→ **WORK TO BE COMPLETED**: Could you reproduce the lines below from the one with "pub struct AppWithIssues" through the one with "one catalog version."? Keep both ends and add nothing.

(Dataset records)
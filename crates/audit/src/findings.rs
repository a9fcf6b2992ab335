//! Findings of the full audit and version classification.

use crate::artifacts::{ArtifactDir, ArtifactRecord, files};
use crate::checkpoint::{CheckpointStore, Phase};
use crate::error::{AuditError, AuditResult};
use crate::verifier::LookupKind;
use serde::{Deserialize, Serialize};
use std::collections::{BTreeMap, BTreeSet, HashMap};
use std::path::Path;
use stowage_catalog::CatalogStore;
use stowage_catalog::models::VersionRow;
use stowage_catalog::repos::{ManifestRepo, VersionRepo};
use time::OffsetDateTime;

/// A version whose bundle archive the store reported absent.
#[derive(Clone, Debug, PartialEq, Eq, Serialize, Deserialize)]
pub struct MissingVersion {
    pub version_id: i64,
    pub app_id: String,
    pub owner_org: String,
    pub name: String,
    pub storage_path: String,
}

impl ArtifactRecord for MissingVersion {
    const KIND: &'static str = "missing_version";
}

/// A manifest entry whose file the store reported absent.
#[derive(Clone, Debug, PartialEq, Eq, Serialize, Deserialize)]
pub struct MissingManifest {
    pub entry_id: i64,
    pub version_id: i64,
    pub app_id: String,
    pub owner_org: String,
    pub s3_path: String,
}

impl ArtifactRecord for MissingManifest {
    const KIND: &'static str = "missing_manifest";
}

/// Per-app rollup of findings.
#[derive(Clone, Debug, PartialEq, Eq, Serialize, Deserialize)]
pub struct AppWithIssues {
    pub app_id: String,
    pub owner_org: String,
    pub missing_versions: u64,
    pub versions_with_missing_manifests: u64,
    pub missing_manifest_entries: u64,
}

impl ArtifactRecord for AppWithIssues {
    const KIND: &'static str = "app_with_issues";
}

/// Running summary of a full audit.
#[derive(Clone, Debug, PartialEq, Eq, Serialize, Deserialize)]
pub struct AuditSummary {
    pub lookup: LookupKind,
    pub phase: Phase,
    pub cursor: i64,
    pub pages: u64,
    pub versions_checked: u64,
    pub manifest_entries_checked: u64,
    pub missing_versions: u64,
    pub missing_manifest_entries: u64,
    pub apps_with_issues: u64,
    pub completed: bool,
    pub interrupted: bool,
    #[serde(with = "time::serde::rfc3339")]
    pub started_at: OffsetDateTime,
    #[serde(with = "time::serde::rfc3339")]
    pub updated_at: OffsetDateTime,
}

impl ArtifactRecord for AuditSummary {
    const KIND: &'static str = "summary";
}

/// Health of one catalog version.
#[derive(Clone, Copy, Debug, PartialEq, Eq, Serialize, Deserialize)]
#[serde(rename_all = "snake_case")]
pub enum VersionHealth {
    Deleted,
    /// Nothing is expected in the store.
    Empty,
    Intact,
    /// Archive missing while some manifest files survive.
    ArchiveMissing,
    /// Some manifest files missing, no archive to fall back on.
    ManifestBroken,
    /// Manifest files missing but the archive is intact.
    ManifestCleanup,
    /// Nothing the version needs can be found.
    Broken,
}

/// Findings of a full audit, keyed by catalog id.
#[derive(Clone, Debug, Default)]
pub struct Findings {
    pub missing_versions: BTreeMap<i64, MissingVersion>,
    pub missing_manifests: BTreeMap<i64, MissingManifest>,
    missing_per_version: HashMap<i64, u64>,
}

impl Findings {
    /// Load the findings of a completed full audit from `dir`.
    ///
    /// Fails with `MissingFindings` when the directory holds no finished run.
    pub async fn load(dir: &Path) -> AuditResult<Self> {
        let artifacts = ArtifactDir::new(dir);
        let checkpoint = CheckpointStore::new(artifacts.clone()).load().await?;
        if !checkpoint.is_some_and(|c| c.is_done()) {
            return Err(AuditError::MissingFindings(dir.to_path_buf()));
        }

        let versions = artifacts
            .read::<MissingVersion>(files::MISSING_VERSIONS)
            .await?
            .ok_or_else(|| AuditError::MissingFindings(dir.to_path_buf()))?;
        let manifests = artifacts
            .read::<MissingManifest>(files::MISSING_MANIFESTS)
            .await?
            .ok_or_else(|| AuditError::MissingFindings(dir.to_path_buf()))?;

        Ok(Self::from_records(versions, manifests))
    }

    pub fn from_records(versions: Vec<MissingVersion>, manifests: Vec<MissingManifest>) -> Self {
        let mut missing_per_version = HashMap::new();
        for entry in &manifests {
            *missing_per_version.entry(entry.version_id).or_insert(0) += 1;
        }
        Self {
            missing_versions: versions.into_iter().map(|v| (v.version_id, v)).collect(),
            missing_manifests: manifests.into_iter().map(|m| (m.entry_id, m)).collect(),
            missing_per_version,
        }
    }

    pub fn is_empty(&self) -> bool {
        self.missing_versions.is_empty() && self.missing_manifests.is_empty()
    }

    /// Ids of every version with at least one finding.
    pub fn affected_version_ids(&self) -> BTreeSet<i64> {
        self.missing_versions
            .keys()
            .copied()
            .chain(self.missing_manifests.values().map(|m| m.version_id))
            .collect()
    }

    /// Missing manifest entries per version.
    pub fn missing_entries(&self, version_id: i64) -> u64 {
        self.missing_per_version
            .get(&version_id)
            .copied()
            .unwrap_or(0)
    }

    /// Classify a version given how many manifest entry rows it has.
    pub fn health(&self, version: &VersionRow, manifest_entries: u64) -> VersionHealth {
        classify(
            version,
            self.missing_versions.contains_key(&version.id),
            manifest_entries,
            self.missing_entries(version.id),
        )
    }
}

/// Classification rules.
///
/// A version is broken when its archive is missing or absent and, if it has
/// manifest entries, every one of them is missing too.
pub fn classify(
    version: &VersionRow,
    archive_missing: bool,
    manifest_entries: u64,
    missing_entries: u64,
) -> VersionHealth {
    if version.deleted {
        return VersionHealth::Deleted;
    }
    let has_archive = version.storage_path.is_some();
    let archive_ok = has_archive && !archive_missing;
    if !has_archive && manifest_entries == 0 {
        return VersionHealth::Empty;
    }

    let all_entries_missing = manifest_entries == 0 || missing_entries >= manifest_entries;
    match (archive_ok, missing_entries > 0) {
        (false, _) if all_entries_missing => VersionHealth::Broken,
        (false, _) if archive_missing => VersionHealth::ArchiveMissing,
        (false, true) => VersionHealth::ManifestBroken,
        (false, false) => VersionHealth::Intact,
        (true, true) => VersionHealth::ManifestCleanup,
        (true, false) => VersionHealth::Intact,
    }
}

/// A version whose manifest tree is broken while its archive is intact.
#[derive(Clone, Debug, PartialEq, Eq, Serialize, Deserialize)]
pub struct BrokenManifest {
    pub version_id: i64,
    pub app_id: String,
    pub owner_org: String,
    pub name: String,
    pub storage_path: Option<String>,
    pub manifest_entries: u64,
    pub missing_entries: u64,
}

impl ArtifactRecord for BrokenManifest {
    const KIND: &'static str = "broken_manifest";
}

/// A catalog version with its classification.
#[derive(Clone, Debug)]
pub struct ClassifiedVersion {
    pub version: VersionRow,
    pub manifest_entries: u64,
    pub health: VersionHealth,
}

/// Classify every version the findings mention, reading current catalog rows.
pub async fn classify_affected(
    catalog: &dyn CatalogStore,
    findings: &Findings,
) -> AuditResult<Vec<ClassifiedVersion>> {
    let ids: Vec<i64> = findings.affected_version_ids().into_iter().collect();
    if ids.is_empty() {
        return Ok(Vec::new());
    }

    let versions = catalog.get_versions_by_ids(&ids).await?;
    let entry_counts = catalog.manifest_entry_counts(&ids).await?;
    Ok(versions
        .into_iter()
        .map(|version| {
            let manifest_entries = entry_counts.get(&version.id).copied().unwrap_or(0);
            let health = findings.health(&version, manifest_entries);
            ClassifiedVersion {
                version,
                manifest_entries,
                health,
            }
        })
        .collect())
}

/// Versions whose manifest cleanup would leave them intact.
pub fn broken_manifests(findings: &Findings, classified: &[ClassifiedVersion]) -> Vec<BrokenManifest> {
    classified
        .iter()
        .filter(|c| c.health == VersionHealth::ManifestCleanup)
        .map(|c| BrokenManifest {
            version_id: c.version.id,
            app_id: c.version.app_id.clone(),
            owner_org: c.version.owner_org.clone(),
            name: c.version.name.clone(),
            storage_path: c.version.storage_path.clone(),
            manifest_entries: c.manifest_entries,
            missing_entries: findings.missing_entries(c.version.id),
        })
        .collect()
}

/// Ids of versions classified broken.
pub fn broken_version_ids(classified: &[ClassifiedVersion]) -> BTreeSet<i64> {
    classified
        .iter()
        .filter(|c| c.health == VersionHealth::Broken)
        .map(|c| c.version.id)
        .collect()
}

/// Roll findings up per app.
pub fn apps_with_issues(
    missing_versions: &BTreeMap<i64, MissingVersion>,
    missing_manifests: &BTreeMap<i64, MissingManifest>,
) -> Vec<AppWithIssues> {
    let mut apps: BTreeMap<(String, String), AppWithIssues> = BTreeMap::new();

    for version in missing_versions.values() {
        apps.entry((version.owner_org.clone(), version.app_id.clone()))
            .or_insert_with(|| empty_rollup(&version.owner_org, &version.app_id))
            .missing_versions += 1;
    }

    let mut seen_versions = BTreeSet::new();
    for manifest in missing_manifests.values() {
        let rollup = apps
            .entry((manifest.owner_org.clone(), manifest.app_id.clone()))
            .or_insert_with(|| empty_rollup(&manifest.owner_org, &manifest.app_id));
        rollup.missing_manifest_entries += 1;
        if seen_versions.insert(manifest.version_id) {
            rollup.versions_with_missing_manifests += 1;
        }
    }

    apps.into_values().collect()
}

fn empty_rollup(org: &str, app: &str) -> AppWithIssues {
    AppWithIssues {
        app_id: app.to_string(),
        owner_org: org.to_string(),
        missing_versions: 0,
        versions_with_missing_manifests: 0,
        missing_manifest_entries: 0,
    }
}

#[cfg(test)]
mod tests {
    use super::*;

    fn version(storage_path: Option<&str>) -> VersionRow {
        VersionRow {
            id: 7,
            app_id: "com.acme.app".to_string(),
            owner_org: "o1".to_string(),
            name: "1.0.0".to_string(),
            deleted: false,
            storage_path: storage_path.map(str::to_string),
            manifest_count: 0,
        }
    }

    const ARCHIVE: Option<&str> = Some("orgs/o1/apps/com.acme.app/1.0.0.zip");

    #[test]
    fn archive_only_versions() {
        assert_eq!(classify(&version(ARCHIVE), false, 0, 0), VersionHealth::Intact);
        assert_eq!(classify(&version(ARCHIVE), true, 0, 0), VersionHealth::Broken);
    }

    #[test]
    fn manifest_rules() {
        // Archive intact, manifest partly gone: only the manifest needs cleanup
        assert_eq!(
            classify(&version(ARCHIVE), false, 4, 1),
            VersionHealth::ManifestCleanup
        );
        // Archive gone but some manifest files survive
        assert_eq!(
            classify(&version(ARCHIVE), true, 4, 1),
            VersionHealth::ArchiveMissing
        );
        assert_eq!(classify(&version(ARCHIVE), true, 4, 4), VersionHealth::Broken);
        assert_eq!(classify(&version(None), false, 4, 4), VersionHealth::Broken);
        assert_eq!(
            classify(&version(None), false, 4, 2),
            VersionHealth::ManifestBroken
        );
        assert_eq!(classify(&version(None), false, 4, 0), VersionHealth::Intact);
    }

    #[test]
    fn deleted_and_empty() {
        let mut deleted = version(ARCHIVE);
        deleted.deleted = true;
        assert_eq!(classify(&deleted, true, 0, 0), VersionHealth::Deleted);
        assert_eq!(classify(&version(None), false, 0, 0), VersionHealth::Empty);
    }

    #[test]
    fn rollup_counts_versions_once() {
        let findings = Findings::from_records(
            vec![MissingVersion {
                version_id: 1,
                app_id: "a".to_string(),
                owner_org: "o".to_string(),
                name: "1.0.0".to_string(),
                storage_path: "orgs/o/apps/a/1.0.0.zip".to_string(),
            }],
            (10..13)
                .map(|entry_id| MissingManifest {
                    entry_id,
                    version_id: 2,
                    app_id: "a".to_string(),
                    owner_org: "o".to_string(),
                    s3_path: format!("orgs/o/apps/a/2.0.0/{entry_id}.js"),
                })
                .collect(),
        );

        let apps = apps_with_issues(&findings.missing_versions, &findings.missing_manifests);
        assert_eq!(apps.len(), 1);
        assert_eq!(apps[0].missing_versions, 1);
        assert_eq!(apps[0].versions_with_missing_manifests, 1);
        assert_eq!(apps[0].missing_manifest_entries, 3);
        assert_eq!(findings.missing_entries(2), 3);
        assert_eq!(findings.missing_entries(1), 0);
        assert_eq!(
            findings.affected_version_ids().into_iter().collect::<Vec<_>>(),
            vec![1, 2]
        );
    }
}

→ **RESPONSE BOX**:
pub struct AppWithIssues {
    pub app_id: String,
    pub owner_org: String,
    pub missing_versions: u64,
    pub versions_with_missing_manifests: u64,
    pub missing_manifest_entries: u64,
}

impl ArtifactRecord for AppWithIssues {
    const KIND: &'static str = "app_with_issues";
}

/// Running summary of a full audit.
#[derive(Clone, Debug, PartialEq, Eq, Serialize, Deserialize)]
pub struct AuditSummary {
    pub lookup: LookupKind,
    pub phase: Phase,
    pub cursor: i64,
    pub pages: u64,
    pub versions_checked: u64,
    pub manifest_entries_checked: u64,
    pub missing_versions: u64,
    pub missing_manifest_entries: u64,
    pub apps_with_issues: u64,
    pub completed: bool,
    pub interrupted: bool,
    #[serde(with = "time::serde::rfc3339")]
    pub started_at: OffsetDateTime,
    #[serde(with = "time::serde::rfc3339")]
    pub updated_at: OffsetDateTime,
}

impl ArtifactRecord for AuditSummary {
    const KIND: &'static str = "summary";
}

/// Health of one catalog version.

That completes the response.